#### The task
Copy all lines below that use the word "core".

[Dataset entries]
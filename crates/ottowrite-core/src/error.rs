//! Error types module
//!
//! All errors in the access-control core are unified under the `AppError` enum.
//! Expected outcomes (authorization denials, token expiry) are not errors and
//! are modeled as data by the components that produce them; `AppError` covers
//! configuration, validation, and storage failures.
//!
//! The `Database` variant and `From<sqlx::Error>` are gated behind the `sqlx`
//! feature so pure-computation crates can depend on this one without pulling in
//! a database driver.

use std::io;

#[cfg(feature = "sqlx")]
use sqlx::Error as SqlxError;

/// Log level for error reporting
#[derive(Debug, Clone, Copy, PartialEq, Eq)]
pub enum LogLevel {
    /// Debug level - for expected errors like validation failures
    Debug,
    /// Warning level - for recoverable issues
    Warn,
    /// Error level - for unexpected failures
    Error,
}

/// Metadata for error responses - defines how an error should be presented.
/// Lets errors self-describe their HTTP response characteristics.
pub trait ErrorMetadata {
    /// HTTP status code to return
    fn http_status_code(&self) -> u16;

    /// Machine-readable error code (e.g., "DATABASE_ERROR")
    fn error_code(&self) -> &'static str;

    /// Client-facing message (may differ from internal error message)
    fn client_message(&self) -> String;

    /// Whether details should be hidden in production
    fn is_sensitive(&self) -> bool;

    /// Log level for this error
    fn log_level(&self) -> LogLevel;
}

#[derive(Debug, thiserror::Error)]
pub enum AppError {
    #[cfg(feature = "sqlx")]
    #[error("Database error: {0}")]
    Database(#[source] SqlxError),

    #[cfg(not(feature = "sqlx"))]
    #[error("Database error: {0}")]
    Database(String),

    #[error("Configuration error: {0}")]
    Configuration(String),

    #[error("Invalid input: {0}")]
    InvalidInput(String),

    #[error("Not found: {0}")]
    NotFound(String),

    #[error("Unauthorized: {0}")]
    Unauthorized(String),

    #[error("Internal error: {0}")]
    Internal(String),

    #[error("Internal error with source")]
    InternalWithSource {
        message: String,
        #[source]
        source: anyhow::Error,
    },
}

#[cfg(feature = "sqlx")]
impl From<SqlxError> for AppError {
    fn from(err: SqlxError) -> Self {
        AppError::Database(err)
    }
}

impl From<anyhow::Error> for AppError {
    fn from(err: anyhow::Error) -> Self {
        AppError::InternalWithSource {
            message: err.to_string(),
            source: err,
        }
    }
}

impl From<io::Error> for AppError {
    fn from(err: io::Error) -> Self {
        AppError::Internal(format!("IO error: {}", err))
    }
}

impl From<serde_json::Error> for AppError {
    fn from(err: serde_json::Error) -> Self {
        AppError::InvalidInput(format!("JSON parsing error: {}", err))
    }
}

impl From<uuid::Error> for AppError {
    fn from(err: uuid::Error) -> Self {
        AppError::InvalidInput(format!("UUID parsing error: {}", err))
    }
}

impl From<validator::ValidationErrors> for AppError {
    fn from(err: validator::ValidationErrors) -> Self {
        AppError::InvalidInput(format!("Validation error: {}", err))
    }
}

/// Static metadata per variant: (http_status, error_code, sensitive, log_level).
fn app_error_static_metadata(err: &AppError) -> (u16, &'static str, bool, LogLevel) {
    match err {
        AppError::Database(_) => (500, "DATABASE_ERROR", true, LogLevel::Error),
        AppError::Configuration(_) => (500, "CONFIGURATION_ERROR", true, LogLevel::Error),
        AppError::InvalidInput(_) => (400, "INVALID_INPUT", false, LogLevel::Debug),
        AppError::NotFound(_) => (404, "NOT_FOUND", false, LogLevel::Debug),
        AppError::Unauthorized(_) => (401, "UNAUTHORIZED", false, LogLevel::Debug),
        AppError::Internal(_) => (500, "INTERNAL_ERROR", true, LogLevel::Error),
        AppError::InternalWithSource { .. } => (500, "INTERNAL_ERROR", true, LogLevel::Error),
    }
}

impl AppError {
    /// Get detailed error information including the source chain
    pub fn detailed_message(&self) -> String {
        use std::error::Error;

        let mut details = self.to_string();

        let mut source = self.source();
        let mut depth = 0;
        while let Some(err) = source {
            depth += 1;
            if depth > 5 {
                details.push_str("\n  ... (truncated)");
                break;
            }
            details.push_str(&format!("\n  Caused by: {}", err));
            source = err.source();
        }

        details
    }
}

impl ErrorMetadata for AppError {
    fn http_status_code(&self) -> u16 {
        app_error_static_metadata(self).0
    }

    fn error_code(&self) -> &'static str {
        app_error_static_metadata(self).1
    }

    fn is_sensitive(&self) -> bool {
        app_error_static_metadata(self).2
    }

    fn log_level(&self) -> LogLevel {
        app_error_static_metadata(self).3
    }

    fn client_message(&self) -> String {
        match self {
            AppError::Database(_) => "Failed to access database".to_string(),
            AppError::Configuration(_) => "Service misconfigured".to_string(),
            AppError::InvalidInput(ref msg) => msg.clone(),
            AppError::NotFound(ref msg) => msg.clone(),
            AppError::Unauthorized(ref msg) => msg.clone(),
            AppError::Internal(_) => "Internal server error".to_string(),
            AppError::InternalWithSource { .. } => "Internal server error".to_string(),
        }
    }
}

#### The completed task
filename crates/ottowrite-core/src/error.rs
//! All errors in the access-control core are unified under the `AppError` enum.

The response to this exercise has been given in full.